AIM OF THE TASK:
Among the entries, which lines carry the string "transparent"? Copy every one.

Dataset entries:
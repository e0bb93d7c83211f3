//! # Pointer 模块
//!
//! 跟随指针的两个效果，不依赖可见性：
//! - [`Magnet`]：元素朝指针方向偏移
//! - [`TiltCard`]：3D 倾斜加可选的高光
//!
//! 两者都是纯函数：输入元素矩形和指针位置，输出变换。

use crate::motion::{Transform, Vec2};

/// 元素在视口中的矩形（`getBoundingClientRect` 的结果）
#[derive(Debug, Clone, Copy, PartialEq, Default)]
pub struct Rect {
    pub left: f32,
    pub top: f32,
    pub width: f32,
    pub height: f32,
}

impl Rect {
    pub fn new(left: f32, top: f32, width: f32, height: f32) -> Self {
        Self {
            left,
            top,
            width,
            height,
        }
    }

    pub fn center(&self) -> Vec2 {
        Vec2::new(self.left + self.width / 2.0, self.top + self.height / 2.0)
    }

    /// 指针在矩形内的归一化位置，两个轴都限制在 0.0 - 1.0
    ///
    /// 宽或高为 0 时该轴取中心。
    pub fn normalize(&self, pointer: Vec2) -> Vec2 {
        let axis = |offset: f32, size: f32| {
            if size > 0.0 {
                (offset / size).clamp(0.0, 1.0)
            } else {
                0.5
            }
        };
        Vec2::new(
            axis(pointer.x - self.left, self.width),
            axis(pointer.y - self.top, self.height),
        )
    }
}

/// 磁吸效果
#[derive(Debug, Clone, Copy, PartialEq)]
pub struct Magnet {
    /// 偏移系数
    pub strength: f32,
    /// 禁用时始终不偏移
    pub disabled: bool,
}

impl Default for Magnet {
    fn default() -> Self {
        Self {
            strength: 0.3,
            disabled: false,
        }
    }
}

impl Magnet {
    pub fn new(strength: f32) -> Self {
        Self {
            strength,
            disabled: false,
        }
    }

    pub fn disabled(mut self, disabled: bool) -> Self {
        self.disabled = disabled;
        self
    }

    /// 指针移动时的偏移
    pub fn on_move(&self, rect: Rect, pointer: Vec2) -> Vec2 {
        if self.disabled {
            return Vec2::zero();
        }
        (pointer - rect.center()).scaled(self.strength)
    }

    /// 指针离开时的偏移
    pub fn on_leave(&self) -> Vec2 {
        Vec2::zero()
    }

    /// 偏移对应的 inline style
    pub fn style(offset: Vec2) -> String {
        format!(
            "display: inline-block; transform: translate({}px, {}px); \
             transition: transform 300ms cubic-bezier(0.16, 1, 0.3, 1);",
            offset.x, offset.y
        )
    }
}

/// 高光
#[derive(Debug, Clone, PartialEq)]
pub struct Glare {
    /// 指针位置（百分比）
    pub x_pct: f32,
    pub y_pct: f32,
    /// 主题色
    pub color: String,
}

impl Glare {
    pub fn to_css(&self) -> String {
        format!(
            "background: radial-gradient(circle at {}% {}%, {}, transparent 60%);",
            self.x_pct, self.y_pct, self.color
        )
    }
}

/// 倾斜状态
#[derive(Debug, Clone, PartialEq)]
pub struct TiltState {
    pub transform: Transform,
    pub glare: Option<Glare>,
}

impl TiltState {
    /// 复位状态
    pub fn neutral() -> Self {
        Self {
            transform: Transform::identity(),
            glare: None,
        }
    }

    /// 卡片的 inline style
    pub fn style(&self) -> String {
        let transform = if self.transform.is_identity() {
            "perspective(1000px) rotateX(0deg) rotateY(0deg) scale(1)".to_string()
        } else {
            format!("perspective(1000px) {}", self.transform.to_css())
        };
        format!(
            "transform: {transform}; transition: transform 400ms cubic-bezier(0.16, 1, 0.3, 1); \
             position: relative; overflow: hidden;"
        )
    }

    /// 高光层的 inline style
    pub fn glare_style(&self) -> String {
        let background = self.glare.as_ref().map(Glare::to_css).unwrap_or_default();
        format!(
            "{background} position: absolute; inset: 0; pointer-events: none; \
             border-radius: inherit;"
        )
    }
}

impl Default for TiltState {
    fn default() -> Self {
        Self::neutral()
    }
}

/// 3D 倾斜卡片
#[derive(Debug, Clone, Copy, PartialEq)]
pub struct TiltCard {
    /// 最大倾斜角度（度），角度与指针到中心的距离成正比
    pub max_tilt: f32,
    /// 悬停时的缩放
    pub scale: f32,
    /// 是否绘制高光
    pub glare: bool,
}

impl Default for TiltCard {
    fn default() -> Self {
        Self {
            max_tilt: 10.0,
            scale: 1.02,
            glare: true,
        }
    }
}

impl TiltCard {
    pub fn new(max_tilt: f32, scale: f32) -> Self {
        Self {
            max_tilt,
            scale,
            glare: true,
        }
    }

    pub fn glare(mut self, glare: bool) -> Self {
        self.glare = glare;
        self
    }

    /// 指针移动时的状态
    pub fn on_move(&self, rect: Rect, pointer: Vec2, glare_color: &str) -> TiltState {
        let pos = rect.normalize(pointer);
        let rotate_x = (0.5 - pos.y) * self.max_tilt;
        let rotate_y = (pos.x - 0.5) * self.max_tilt;

        let transform = Transform::identity()
            .with_rotate_x(rotate_x)
            .with_rotate_y(rotate_y)
            .with_uniform_scale(self.scale);

        let glare = self.glare.then(|| Glare {
            x_pct: pos.x * 100.0,
            y_pct: pos.y * 100.0,
            color: glare_color.to_string(),
        });

        TiltState { transform, glare }
    }

    /// 指针离开时的状态
    pub fn on_leave(&self) -> TiltState {
        TiltState::neutral()
    }
}

#[cfg(test)]
mod tests {
    use super::*;

    #[test]
    fn test_magnet_offset() {
        let magnet = Magnet::new(0.5);
        let rect = Rect::new(0.0, 0.0, 100.0, 40.0);
        let offset = magnet.on_move(rect, Vec2::new(70.0, 10.0));
        assert_eq!(offset, Vec2::new(10.0, -5.0));
        assert_eq!(magnet.on_leave(), Vec2::zero());
    }

    #[test]
    fn test_magnet_disabled() {
        let magnet = Magnet::new(0.5).disabled(true);
        let rect = Rect::new(0.0, 0.0, 100.0, 40.0);
        assert_eq!(magnet.on_move(rect, Vec2::new(90.0, 30.0)), Vec2::zero());
    }

    #[test]
    fn test_tilt_center_is_flat() {
        let tilt = TiltCard::default();
        let rect = Rect::new(10.0, 10.0, 200.0, 100.0);
        let state = tilt.on_move(rect, Vec2::new(110.0, 60.0), "red");
        assert_eq!(state.transform.rotate_x, 0.0);
        assert_eq!(state.transform.rotate_y, 0.0);
        assert_eq!(state.transform.scale, Vec2::new(1.02, 1.02));
        let glare = state.glare.unwrap();
        assert_eq!((glare.x_pct, glare.y_pct), (50.0, 50.0));
    }

    #[test]
    fn test_tilt_corner_is_capped() {
        let tilt = TiltCard::new(6.0, 1.01);
        let rect = Rect::new(0.0, 0.0, 100.0, 100.0);
        // 超出矩形的指针被限制在边缘
        let state = tilt.on_move(rect, Vec2::new(500.0, -500.0), "red");
        assert_eq!(state.transform.rotate_x, 3.0);
        assert_eq!(state.transform.rotate_y, 3.0);
    }

    #[test]
    fn test_tilt_leave_resets() {
        let tilt = TiltCard::default();
        let state = tilt.on_leave();
        assert!(state.transform.is_identity());
        assert!(state.glare.is_none());
        let style = state.style();
        assert!(style.contains("rotateX(0deg) rotateY(0deg) scale(1)"));
    }

    #[test]
    fn test_glare_css() {
        let tilt = TiltCard::default();
        let rect = Rect::new(0.0, 0.0, 100.0, 100.0);
        let state = tilt.on_move(rect, Vec2::new(25.0, 75.0), "rgba(1, 2, 3, 0.15)");
        assert_eq!(
            state.glare.unwrap().to_css(),
            "background: radial-gradient(circle at 25% 75%, rgba(1, 2, 3, 0.15), transparent 60%);"
        );
        let plain = tilt.glare(false);
        let no_glare = plain.on_move(rect, Vec2::new(25.0, 75.0), "red");
        assert!(no_glare.glare.is_none());
    }
}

RESPONSE BOX:
            "background: radial-gradient(circle at {}% {}%, {}, transparent 60%);",
            "background: radial-gradient(circle at 25% 75%, rgba(1, 2, 3, 0.15), transparent 60%);"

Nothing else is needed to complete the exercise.